Uma reportagem recente do Axios ajuda a entender por que ataques hackers disparam nos feriados — e por que esse padrão se repete ano após ano.
Feriados viraram o momento ideal para ataques hackers
Hackers são, acima de tudo, oportunistas. Eles preferem agir quando sabem que há menos gente olhando. No período de festas, equipes de TI e segurança costumam operar com pessoal reduzido, enquanto boa parte da operação simplesmente para.
Jacob Dorval, chefe global de consultoria da empresa de segurança Sophos, resumiu bem ao Axios: atacar nesse período é como “assaltar um banco quando o segurança saiu para almoçar”. O cofre continua lá, mas a vigilância cai drasticamente.
Os números reforçam o alerta. Dados citados na reportagem mostram que 52% dos ataques de ransomware no último ano aconteceram em fins de semana ou feriados. Ao mesmo tempo, 78% das organizações admitem reduzir suas equipes de segurança nesses dias. Resultado: mais ataques e menos gente disponível para reagir rápido.
O perigo não está na sofisticação — e sim no básico

Ao contrário do que muita gente imagina, a maioria dos ataques hackers em feriados não envolve técnicas mirabolantes. Pelo contrário. O caminho mais comum é o mais simples: phishing, sistemas sem atualização recente e erros básicos de configuração.
Segundo Dorval, em nove de cada dez casos o invasor entra por algo que ficou aberto por descuido. Um e-mail malicioso que passa, uma senha reaproveitada, um servidor que não recebeu patch antes do recesso. Durante os feriados, esses detalhes demoram mais para ser percebidos — e corrigidos.
Casos famosos que explodiram no fim do ano
Esse padrão não é coincidência. Alguns dos maiores incidentes de segurança da última década vieram à tona justamente perto das festas.
O ataque à SolarWinds foi descoberto às vésperas do Natal de 2020. A falha crítica do Log4j apareceu perto do Natal de 2021. Mais recentemente, uma invasão a sistemas do Departamento do Tesouro dos EUA foi identificada no fim de dezembro de 2024.
Em muitos desses casos, os ataques já estavam em andamento havia semanas. Só foram descobertos quando alguém finalmente percebeu algo estranho — muitas vezes depois que o estrago já estava feito.
IA ajuda, mas não resolve tudo
Para reduzir riscos, empresas de segurança relatam que a preparação começa meses antes. Atualizações críticas são antecipadas, acessos revisados e equipes passam por treinamentos específicos para o período de festas.
Mais recentemente, entra nesse pacote o uso de IA na segurança digital, com agentes automatizados monitorando redes 24 horas por dia enquanto equipes humanas estão de folga.
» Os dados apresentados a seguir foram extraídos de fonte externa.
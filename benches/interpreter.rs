//! Interpreter benchmarks for wirecall.

use std::cell::RefCell;
use std::rc::Rc;

use criterion::{black_box, criterion_group, criterion_main, Criterion};

use wirecall::error::CommandError;
use wirecall::interpreter::Interpreter;
use wirecall::registry::{ObjectHandle, ObjectId};
use wirecall::stream::{Argument, Command, Message, MessageStream};

/// Build an interpreter with a simple Counter class registered.
fn counter_interpreter() -> Interpreter {
    let mut interpreter = Interpreter::new();
    interpreter.add_constructor(
        "Counter",
        Rc::new(|_| Ok(ObjectHandle::new(RefCell::new(0i64)))),
    );
    interpreter.add_command_function(
        "Counter",
        Rc::new(|_, handle, method, _args| {
            let cell = handle
                .downcast_ref::<RefCell<i64>>()
                .ok_or_else(|| CommandError::failed("not a Counter"))?;
            match method {
                "increment" => {
                    *cell.borrow_mut() += 1;
                    Ok(Message::reply(vec![Argument::Int64(*cell.borrow())]))
                }
                "get" => Ok(Message::reply(vec![Argument::Int64(*cell.borrow())])),
                other => Err(CommandError::unknown_method("Counter", other)),
            }
        }),
    );
    interpreter
}

/// One New followed by `invocations` increments.
fn counter_stream(invocations: usize) -> MessageStream {
    let mut stream = MessageStream::new();
    stream
        .append_command(Command::New)
        .append("Counter")
        .append_id_value(ObjectId(1));
    for _ in 0..invocations {
        stream
            .append_command(Command::Invoke)
            .append_id_value(ObjectId(1))
            .append("increment");
    }
    stream.append_command(Command::End);
    stream
}

/// An Invoke whose argument chains `depth` nested invocations.
fn nested_stream(depth: usize) -> MessageStream {
    let mut inner = MessageStream::new();
    inner
        .append_command(Command::Invoke)
        .append_id_value(ObjectId(1))
        .append("get")
        .append_command(Command::End);
    for _ in 0..depth {
        let mut outer = MessageStream::new();
        outer
            .append_command(Command::Invoke)
            .append_id_value(ObjectId(1))
            .append("get")
            .append_stream(inner)
            .append_command(Command::End);
        inner = outer;
    }
    inner
}

fn dispatch_benchmarks(c: &mut Criterion) {
    let mut group = c.benchmark_group("dispatch");

    let stream = counter_stream(1000);
    group.bench_function("increment_1000", |b| {
        b.iter(|| {
            let mut interpreter = counter_interpreter();
            assert!(interpreter.process_stream(black_box(&stream)));
        })
    });

    let setup = counter_stream(0);
    let nested = nested_stream(16);
    group.bench_function("nested_expansion_16", |b| {
        b.iter(|| {
            let mut interpreter = counter_interpreter();
            assert!(interpreter.process_stream(black_box(&setup)));
            assert!(interpreter.process_stream(black_box(&nested)));
        })
    });

    group.finish();
}

fn codec_benchmarks(c: &mut Criterion) {
    let mut group = c.benchmark_group("codec");

    let stream = counter_stream(1000);
    group.bench_function("encode_1001_messages", |b| {
        b.iter(|| black_box(&stream).to_bytes().expect("encode"))
    });

    let bytes = stream.to_bytes().expect("encode");
    group.bench_function("decode_1001_messages", |b| {
        b.iter(|| MessageStream::from_bytes(black_box(&bytes)).expect("decode"))
    });

    group.finish();
}

criterion_group!(benches, dispatch_benchmarks, codec_benchmarks);
criterion_main!(benches);
//! Human-readable stream dumps for debugging and the execution log.

use std::fmt::Write;

use crate::stream::stream::{Message, MessageStream};

/// Render one message on a single line: the command followed by its
/// arguments.
pub fn dump_message(message: &Message) -> String {
    let mut out = String::new();
    out.push_str(message.command.name());
    for (i, arg) in message.args.iter().enumerate() {
        if i == 0 {
            out.push(' ');
        } else {
            out.push_str(", ");
        }
        let _ = write!(&mut out, "{}", arg);
    }
    out
}

/// Render a whole stream, one message per line, with a header.
pub fn dump(stream: &MessageStream) -> String {
    let mut out = String::new();
    if !stream.is_valid() {
        out.push_str("== invalid stream ==\n");
        return out;
    }
    let _ = writeln!(&mut out, "== stream: {} messages ==", stream.message_count());
    for (index, message) in stream.messages().enumerate() {
        let _ = writeln!(&mut out, "{:04} {}", index, dump_message(message));
    }
    out
}
//! The command-stream interpreter.

use std::io::Write;
use std::path::Path;
use std::rc::Rc;

use crate::capability::{CapabilityTable, CommandFn, ConstructorFn};
use crate::error::{CommandError, DecodeError, RegistryError};
use crate::interpreter::observer::{ExecutionLog, InterpreterObserver};
use crate::registry::{ObjectHandle, ObjectId, ObjectRegistry};
use crate::stream::{Argument, Command, ErrorKind, Message, MessageStream};
use crate::FastIndexMap;

/// A per-message dispatch failure, before it is rendered into an Error
/// reply. Conversions let dispatch code use `?` on the usual error types.
#[derive(Debug)]
pub(crate) enum DispatchFault {
    Decode(DecodeError),
    Registry(RegistryError),
    Command(CommandError),
    Invalid(String),
    /// An Error reply propagated out of a nested stream, kept verbatim.
    Nested(Message),
}

impl DispatchFault {
    pub(crate) fn invalid(text: impl Into<String>) -> Self {
        Self::Invalid(text.into())
    }

    fn into_message(self) -> Message {
        match self {
            Self::Nested(message) => message,
            Self::Decode(err) => Message::error(ErrorKind::InvalidMessage, err.to_string()),
            Self::Registry(err @ RegistryError::NotFound(_)) => {
                Message::error(ErrorKind::NotFound, err.to_string())
            }
            Self::Registry(err) => Message::error(ErrorKind::InvalidMessage, err.to_string()),
            Self::Command(err @ CommandError::UnknownClass(_)) => {
                Message::error(ErrorKind::UnknownClass, err.to_string())
            }
            Self::Command(err @ CommandError::UnknownMethod { .. }) => {
                Message::error(ErrorKind::UnknownMethod, err.to_string())
            }
            Self::Command(err @ CommandError::Foreign(_)) => {
                Message::error(ErrorKind::ForeignError, err.to_string())
            }
            Self::Command(err) => Message::error(ErrorKind::CommandFailed, err.to_string()),
            Self::Invalid(text) => Message::error(ErrorKind::InvalidMessage, text),
        }
    }
}

impl From<DecodeError> for DispatchFault {
    fn from(err: DecodeError) -> Self {
        Self::Decode(err)
    }
}

impl From<RegistryError> for DispatchFault {
    fn from(err: RegistryError) -> Self {
        Self::Registry(err)
    }
}

impl From<CommandError> for DispatchFault {
    fn from(err: CommandError) -> Self {
        Self::Command(err)
    }
}

/// Executes message streams against a registry of live objects.
///
/// Single-threaded and non-reentrant: `process_stream` runs to completion
/// before returning, and the `Rc`-based object model keeps an interpreter
/// confined to one thread. The only state carried across calls is the
/// registry, the capability tables and the last result.
pub struct Interpreter {
    registry: ObjectRegistry,
    constructors: CapabilityTable<ConstructorFn>,
    commands: CapabilityTable<CommandFn>,
    /// Reply message recorded when an id was registered; consulted by
    /// id_value expansion and `get_message_for_id`.
    id_messages: FastIndexMap<ObjectId, Message>,
    last_result: Message,
    observers: Vec<Rc<dyn InterpreterObserver>>,
    log: ExecutionLog,
}

impl Default for Interpreter {
    fn default() -> Self {
        Self::new()
    }
}

impl Interpreter {
    pub fn new() -> Self {
        Self {
            registry: ObjectRegistry::new(),
            constructors: CapabilityTable::new(),
            commands: CapabilityTable::new(),
            id_messages: FastIndexMap::default(),
            last_result: Message::reply(Vec::new()),
            observers: Vec::new(),
            log: ExecutionLog::default(),
        }
    }

    // ------------------------------------------------------------------
    // Registration surface
    // ------------------------------------------------------------------

    /// Register the constructor for a class name; the last registration
    /// wins and the replaced closure is dropped immediately.
    pub fn add_constructor(&mut self, class_name: &str, constructor: ConstructorFn) {
        self.constructors.add(class_name, constructor);
    }

    /// Register the command function for a class name; the last
    /// registration wins and the replaced closure is dropped immediately.
    pub fn add_command_function(&mut self, class_name: &str, command: CommandFn) {
        self.commands.add(class_name, command);
    }

    pub fn has_command_function(&self, class_name: &str) -> bool {
        self.commands.has(class_name)
    }

    pub fn has_constructor(&self, class_name: &str) -> bool {
        self.constructors.has(class_name)
    }

    /// Invoke a class's command function directly, bypassing the stream.
    /// Useful for wrapper functions implementing delegation.
    pub fn call_command(
        &self,
        class_name: &str,
        object: &ObjectHandle,
        method: &str,
        args: &Message,
    ) -> Result<Message, CommandError> {
        self.commands.call(self, class_name, object, method, args)
    }

    /// Construct an instance directly, bypassing the stream. Returns
    /// `None` when no constructor is registered or construction fails;
    /// nothing is registered.
    pub fn new_instance(&self, class_name: &str) -> Option<ObjectHandle> {
        self.constructors.construct(self, class_name).ok()
    }

    // ------------------------------------------------------------------
    // Identifier surface
    // ------------------------------------------------------------------

    /// Hand out the next unused counter identifier.
    pub fn next_available_id(&mut self) -> ObjectId {
        self.registry.next_id()
    }

    /// The Reply message recorded when `id` was registered, or `None`
    /// for the null id and unknown ids.
    pub fn get_message_for_id(&self, id: ObjectId) -> Option<&Message> {
        self.id_messages.get(&id)
    }

    /// Resolve an identifier to its object. The null id is `None`; an
    /// unknown id is `None` when `allow_missing` is set and an error
    /// otherwise.
    pub fn get_object_from_id(
        &self,
        id: ObjectId,
        allow_missing: bool,
    ) -> Result<Option<ObjectHandle>, RegistryError> {
        if id.is_null() {
            return Ok(None);
        }
        match self.registry.lookup(id) {
            Some(handle) => Ok(Some(handle)),
            None if allow_missing => Ok(None),
            None => Err(RegistryError::NotFound(id)),
        }
    }

    /// Reverse lookup: the identifier registered for an object, if any.
    pub fn get_id_from_object(&self, handle: &ObjectHandle) -> Option<ObjectId> {
        self.registry.id_of(handle)
    }

    /// The registered runtime class name of an object.
    pub fn class_of(&self, id: ObjectId) -> Option<&str> {
        self.registry.class_of(id)
    }

    pub fn registered_object_count(&self) -> usize {
        self.registry.len()
    }

    /// Registered identifiers in registration order.
    pub fn registered_ids(&self) -> impl Iterator<Item = ObjectId> + '_ {
        self.registry.ids()
    }

    // ------------------------------------------------------------------
    // Observer and log surface
    // ------------------------------------------------------------------

    pub fn add_observer(&mut self, observer: Rc<dyn InterpreterObserver>) {
        self.observers.push(observer);
    }

    /// Mirror every processed message to `writer`. Side-effect only.
    pub fn set_log_writer(&mut self, writer: Box<dyn Write>) {
        self.log.set_writer(writer);
    }

    /// Mirror every processed message to a file. Side-effect only.
    pub fn set_log_file(&mut self, path: impl AsRef<Path>) -> std::io::Result<()> {
        self.log.set_file(path)
    }

    pub fn clear_log_writer(&mut self) {
        self.log.clear();
    }

    // ------------------------------------------------------------------
    // Dispatch surface
    // ------------------------------------------------------------------

    /// The reply of the most recently processed message. Overwritten,
    /// never appended, by each subsequent message.
    pub fn get_last_result(&self) -> &Message {
        &self.last_result
    }

    /// Process every message of a stream in order.
    ///
    /// Best-effort across the batch: a failing message records an Error
    /// last-result and fires the error observers, but later messages are
    /// still dispatched. Returns true only if every message succeeded.
    pub fn process_stream(&mut self, stream: &MessageStream) -> bool {
        if !stream.is_valid() {
            self.last_result =
                Message::error(ErrorKind::InvalidMessage, "stream is invalid");
            self.notify_failed(stream, 0);
            return false;
        }
        let mut ok = true;
        for index in 0..stream.message_count() {
            ok &= self.process_one_message(stream, index);
        }
        ok
    }

    /// Process a single message of a stream by index.
    pub fn process_one_message(&mut self, stream: &MessageStream, index: usize) -> bool {
        let outcome = self.dispatch_message(stream, index);
        let (result, ok) = match outcome {
            Ok(reply) => (reply, true),
            Err(fault) => (fault.into_message(), false),
        };
        self.log.record(index, stream.message(index), &result);
        self.last_result = result;
        if !ok {
            self.notify_failed(stream, index);
        }
        ok
    }

    fn dispatch_message(
        &mut self,
        stream: &MessageStream,
        index: usize,
    ) -> Result<Message, DispatchFault> {
        let command = stream.command_of(index)?;
        match command {
            Command::New => self.do_new(stream, index),
            Command::Invoke => self.do_invoke(stream, index),
            Command::Delete => self.do_delete(stream, index),
            Command::Assign => self.do_assign(stream, index),
            other => Err(DispatchFault::invalid(format!(
                "command {} cannot be dispatched",
                other
            ))),
        }
    }

    /// NEW <class:string> <id:id_value>
    fn do_new(&mut self, stream: &MessageStream, index: usize) -> Result<Message, DispatchFault> {
        let class_name: String = stream.get(index, 0)?;
        let id = stream.get_id_value(index, 1)?;

        let constructor = self
            .constructors
            .get(&class_name)
            .ok_or_else(|| CommandError::unknown_class(&class_name))?;
        let handle = constructor(&*self).map_err(DispatchFault::Command)?;

        self.registry.register(handle, &class_name, id)?;
        let reply = Message::reply(vec![Argument::ObjectRef(id)]);
        self.id_messages.insert(id, reply.clone());
        self.notify_created(&class_name, id);
        Ok(reply)
    }

    /// INVOKE <id:id_value> <method:string> <args...>
    fn do_invoke(&mut self, stream: &MessageStream, index: usize) -> Result<Message, DispatchFault> {
        let id = stream.get_id_value(index, 0)?;
        let handle = self.registry.lookup_required(id)?;
        let class_name = self
            .registry
            .class_of(id)
            .map(str::to_string)
            .ok_or(RegistryError::NotFound(id))?;
        let method: String = stream.get(index, 1)?;

        let message = stream
            .message(index)
            .ok_or(DecodeError::NoSuchMessage(index))?;
        let expanded = self.expand_arguments(&message.args[2..])?;
        let args = Message::with_args(Command::Invoke, expanded);

        let command = self
            .commands
            .get(&class_name)
            .ok_or_else(|| CommandError::unknown_class(&class_name))?;
        let reply = command(&*self, &handle, &method, &args).map_err(DispatchFault::Command)?;
        Ok(reply)
    }

    /// DELETE <id:id_value>
    ///
    /// Deleting an unknown id is a no-op, not an error, so teardown
    /// sequences can be replayed safely.
    fn do_delete(&mut self, stream: &MessageStream, index: usize) -> Result<Message, DispatchFault> {
        let id = stream.get_id_value(index, 0)?;
        if self.registry.contains(id) {
            self.registry.unregister(id);
            if !self.registry.contains(id) {
                self.id_messages.shift_remove(&id);
                self.notify_deleted(id);
            }
        }
        Ok(Message::reply(Vec::new()))
    }

    /// ASSIGN <id:id_value> <expr>
    ///
    /// Evaluates the source expression and registers the resulting object
    /// under the new identifier without invoking any constructor.
    fn do_assign(&mut self, stream: &MessageStream, index: usize) -> Result<Message, DispatchFault> {
        let id = stream.get_id_value(index, 0)?;
        let message = stream
            .message(index)
            .ok_or(DecodeError::NoSuchMessage(index))?;
        let expanded = self.expand_arguments(&message.args[1..])?;

        let source = match expanded.as_slice() {
            [Argument::ObjectRef(source)] => *source,
            _ => {
                return Err(DispatchFault::invalid(
                    "assign source must resolve to a single object reference",
                ))
            }
        };

        let handle = self.registry.lookup_required(source)?;
        let class_name = self
            .registry
            .class_of(source)
            .map(str::to_string)
            .ok_or(RegistryError::NotFound(source))?;
        self.registry.register(handle, &class_name, id)?;

        let reply = Message::reply(vec![Argument::ObjectRef(id)]);
        self.id_messages.insert(id, reply.clone());
        Ok(reply)
    }

    fn notify_created(&self, class_name: &str, id: ObjectId) {
        for observer in &self.observers {
            observer.object_created(class_name, id);
        }
    }

    fn notify_deleted(&self, id: ObjectId) {
        for observer in &self.observers {
            observer.object_deleted(id);
        }
    }

    fn notify_failed(&self, stream: &MessageStream, index: usize) {
        for observer in &self.observers {
            observer.dispatch_failed(stream, index);
        }
    }
}

impl std::fmt::Debug for Interpreter {
    fn fmt(&self, f: &mut std::fmt::Formatter<'_>) -> std::fmt::Result {
        f.debug_struct("Interpreter")
            .field("objects", &self.registry.len())
            .field("constructors", &self.constructors.len())
            .field("commands", &self.commands.len())
            .finish()
    }
}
Ainda assim, o alerta permanece: muitos ataques só são descobertos quando todo mundo já voltou ao trabalho.
Quando o padrão global encontra o Brasil
O diagnóstico do Axios ajuda a entender casos recentes no Brasil. Um episódio emblemático envolveu o uso de credenciais reais de juízes para fraudar sistemas do Conselho Nacional de Justiça (CNJ) e emitir ordens falsas de soltura em Belo Horizonte.
Nesse caso, não houve uma invasão técnica clássica. Os criminosos acessaram o sistema com logins legítimos, simulando decisões reais. Como tudo seguiu o fluxo normal, as ordens falsas chegaram a ser cumpridas. Quatro presos foram soltos irregularmente. As fraudes só foram identificadas horas depois.
O elo com o padrão dos ataques hackers em feriados é claro: exploração de confiança institucional e falha humana, não de código. Em períodos de menor vigilância, o alerta demora a soar — e as consequências deixam de ser digitais para se tornarem bem concretas.
Um alerta que se repete todo fim de ano
Ataques hackers no Natal e no Ano-Novo não são azar nem coincidência. Eles seguem um padrão previsível, explorando férias, equipes reduzidas e falhas simples. Entender esse comportamento é o primeiro passo para reduzir riscos — porque, enquanto muita gente relaxa, sempre tem alguém tentando entrar pela porta que ficou aberta.